Saturday, July 17, 2010
Statement on the terrorist attacks in Kampala on the 1.07.2010
I wish to extend my condolences to all Ugandans and especially the families of the victims of the bomb blasts that hit Kampala on the night of 11.07.2010. What befell our nation was so tragic. I hope that the nation will keep its strong heart and hope, as it has exhibited it so far, throughout the time of grief.
I wish to pass my thanks, first to the immediate families, relatives and friends of the victims for their composure despite the pain inflicted on them, and the country; to our police force and the medical teams who did whatever was within their power to save all the lives that were saved right at the scenes and at the hospitals; to all our leaders in their different capacities who have ensured that the country stays up and running, and are working relentlessly to ensure that such similar acts are averted; to the Somali community in Uganda, who, despite their status and condemnation from some individuals in the country, have done everything they possibly could to stand with the victims of the attacks; to friends; individuals, organizations and governments from allover the world who have stood with us in many different ways during this time of tragic.

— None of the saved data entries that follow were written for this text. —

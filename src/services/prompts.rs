use crate::models::preferences::{FeedbackDetail, FeedbackEmphasis, FeedbackTone};

fn tone_instruction(tone: FeedbackTone) -> &'static str {
    match tone {
        FeedbackTone::Encouraging => {
            "Be supportive and empathetic. Lead with strengths and point out flaws constructively."
        }
        FeedbackTone::Direct => {
            "Be professional, objective and direct. Stick to the facts and to how well the answer follows STAR."
        }
        FeedbackTone::Strict => {
            "Be demanding and critical, like a bar raiser at a large tech company. Do not soften weaknesses."
        }
    }
}

fn detail_instruction(detail: FeedbackDetail) -> &'static str {
    match detail {
        FeedbackDetail::Brief => {
            "Keep `analysis_highlighting` and `actionable_feedback` to at most two sentences each and address only the biggest issue."
        }
        FeedbackDetail::Standard => {
            "Give a balanced analysis covering the main strengths and weaknesses without being verbose."
        }
        FeedbackDetail::Deep => {
            "Give an in-depth analysis. In `actionable_feedback` explain the reason behind every suggestion and make `improved_version` detailed."
        }
    }
}

fn emphasis_instruction(emphasis: FeedbackEmphasis) -> &'static str {
    match emphasis {
        FeedbackEmphasis::Balance => {
            "Weight communication, technical accuracy and structure equally."
        }
        FeedbackEmphasis::Clarity => {
            "PRIMARY FOCUS: clarity. Penalize rambling, jargon and unstructured thoughts; `improved_version` must be concise."
        }
        FeedbackEmphasis::Storytelling => {
            "PRIMARY FOCUS: narrative. The answer should paint the problem and its resolution and show emotional intelligence."
        }
        FeedbackEmphasis::Confidence => {
            "PRIMARY FOCUS: confidence. Flag hedging words (maybe, kind of, I think) and reward strong verbs and ownership of results."
        }
        FeedbackEmphasis::TechnicalDepth => {
            "PRIMARY FOCUS: engineering rigour. Penalize glossing over implementation; expect named technologies, algorithms and trade-offs."
        }
    }
}

/// System instructions for the scoring model, shaped by the owner's
/// feedback preferences.
pub fn feedback_instructions(
    emphasis: FeedbackEmphasis,
    tone: FeedbackTone,
    detail: FeedbackDetail,
) -> String {
    format!(
        r#"You are an interview coach preparing candidates for engineering roles.

{tone}
{detail}
{emphasis}

Review the candidate's answer to the interview question using the STAR method.
Weighting: Situation 20%, Task 10%, Action 60%, Result 10%.
Prefer specific past examples over hypotheticals and "I" statements over "we".

Respond with a single raw JSON object and nothing else (no markdown fences, no
surrounding prose). Use single quotes inside text values; never put unescaped
double quotes inside a value.

Keys:
- "score": integer 0-100.
- "checklist": object with boolean fields
  "specific_examples_provided", "no_negative_language_detected",
  "no_filler_words_detected", "technical_detail_present", "appropriate_length".
- "analysis_highlighting": narrative analysis. Wrap strong parts in
  <green>...</green> and weak parts in <red>...</red>.
- "actionable_feedback": concrete steps to improve, per STAR section.
- "improved_version": the answer rewritten as a strong STAR response.
"#,
        tone = tone_instruction(tone),
        detail = detail_instruction(detail),
        emphasis = emphasis_instruction(emphasis),
    )
}

/// User turn sent alongside the instructions.
pub fn answer_message(question: &str, answer: &str) -> String {
    format!("Question: {}\nAnswer: {}", question, answer)
}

These are acts of a few mad people, organized as Al Shabab, who claim to have carried them out in the name of Somalia and Islam. Their claims are baseless. Islam, like many other religions, has love as a central theme in its preaching. These extremists can not stand to represent the whole of Islam. Somalia , like almost every other country in Africa , has struggled to have a strong and running government, committed to prosperity of its land and people. Ugandans can not and shall not hold Somalia responsible for these terrorist acts. We will continue to consider Somalis as comrades in the search for peace and prosperity; people traveling the same road that most Africans have, or are traveling.
The people of Uganda have a history similar to that of Somalis. In the 70s and 80s, we were refugees in so many places around the world, seeking and hoping that our own country would be peaceful and prosperous. In the 70s, our own government, (government not an extremist group) attacked Tanzania , and even annexed part of it to Uganda . The Tanzanians strengthened their support to the Ugandan exiles, which led to the overthrow of Idi Amin, and finally culminated into the relative peace of the 90s and 20s in the country. It is a sad thing that we had to lose life for that peace, yet without the support of Tanzania , perhaps peace would have delayed. The memory of our own history makes it quite hard to deny Somalis our support.
As part of Africa, Uganda could not sit back and fold its hands as Somali extremists murdered the people of Somalia , moreover, a country whose proximity to us is so clear. The problems in Somalia have had a spillover effect in Uganda through refugees and an unstable security situation in our region. I am made to think that the success of the Uganda People’s Defense Forces (UPDF) in keeping peace in Somalia resulted in these attacks. The extremists want to terrorize and threaten us into giving up the peace mission in Somalia so they can freely exercise their control, murder and plunder over a people reduced into a vulnerable position. I would like to commend the UPDF for their successes and commitment to the peace of Somalia despite losing their own to terrorist fire.
Fellow citizens, peace in any part of Africa, as in any other part of the world, can be a contribution to peace in Uganda . If the presence of Uganda ’s peace forces in Somalia contributes, in any way, to the peace of that country, it is critical that we stay until we have helped bring it about. I would like to call upon the rest of Africa, and the world, to do more to bring peace to Somalia .
To the Somalis home and allover the world, there is more that you can do to bring about this peace. And to the extremists, there is more prosperity and happiness to be secured in the midst of peace than from plunder under cover of war.
I hope that the government and the people of Uganda will remain in a position to maintain their peace and still contribute to peace anywhere our involvement becomes necessary. I hope that soon Africa will be able to stop the necessity of war; that we will all be able to live in peace and prosperity despite our apparently insurmountable differences and hardships.